INPUT RECORDS Start Marker

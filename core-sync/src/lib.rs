//! # Replication Reconcilers
//!
//! Drives replication sources and destinations through their cycles.
//!
//! ## Overview
//!
//! Each reconcile pass reads one resource, works out where its current cycle
//! stands from the persisted status, does as much as it can without waiting
//! and returns an [`Action`] telling the caller when to look again. Nothing
//! blocks: snapshot readiness and mover jobs are polled on later passes.
//!
//! ## Components
//!
//! - **Trigger evaluation** (`trigger`, `schedule`): pure decision whether a
//!   cycle may start (continuous, cron, `@every`, manual token)
//! - **Source reconciler** (`source`): snapshot or clone the source volume
//!   and push it through the configured mover
//! - **Destination reconciler** (`destination`): receive into a persistent
//!   volume and capture a point-in-time image per cycle
//! - **Context** (`context`): shared clients, registry, clock and intervals
//!
//! Failures are classified by [`SyncError::class`]: transient ones back off,
//! retryable ones abandon the cycle until the next trigger, and permanent
//! ones suspend the resource until its spec changes.

pub mod context;
mod cycle;
pub mod destination;
pub mod error;
pub mod schedule;
pub mod source;
pub mod trigger;

pub use context::{Action, SyncContext};
pub use destination::DestinationReconciler;
pub use error::{ErrorClass, Result, SyncError, TriggerError};
pub use schedule::Schedule;
pub use source::SourceReconciler;
pub use trigger::{evaluate, next_sync_after, should_sync, Evaluation, TriggerState};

INPUT RECORDS End Marker

◆ **AIM OF THE EXERCISE**: The response should consist of all the entries, copied without any alteration.

◆ **ANSWER TO THE EXERCISE**:
filename core-sync/src/lib.rs
//! # Replication Reconcilers
//!
//! Drives replication sources and destinations through their cycles.
//!
//! ## Overview
//!
//! Each reconcile pass reads one resource, works out where its current cycle
//! stands from the persisted status, does as much as it can without waiting
//! and returns an [`Action`] telling the caller when to look again. Nothing
//! blocks: snapshot readiness and mover jobs are polled on later passes.
//!
//! ## Components
//!
//! - **Trigger evaluation** (`trigger`, `schedule`): pure decision whether a
//!   cycle may start (continuous, cron, `@every`, manual token)
//! - **Source reconciler** (`source`): snapshot or clone the source volume
//!   and push it through the configured mover
//! - **Destination reconciler** (`destination`): receive into a persistent
//!   volume and capture a point-in-time image per cycle
//! - **Context** (`context`): shared clients, registry, clock and intervals
//!
//! Failures are classified by [`SyncError::class`]: transient ones back off,
//! retryable ones abandon the cycle until the next trigger, and permanent
//! ones suspend the resource until its spec changes.

pub mod context;
mod cycle;
pub mod destination;
pub mod error;
pub mod schedule;
pub mod source;
pub mod trigger;

pub use context::{Action, SyncContext};
pub use destination::DestinationReconciler;
pub use error::{ErrorClass, Result, SyncError, TriggerError};
pub use schedule::Schedule;
pub use source::SourceReconciler;
pub use trigger::{evaluate, next_sync_after, should_sync, Evaluation, TriggerState};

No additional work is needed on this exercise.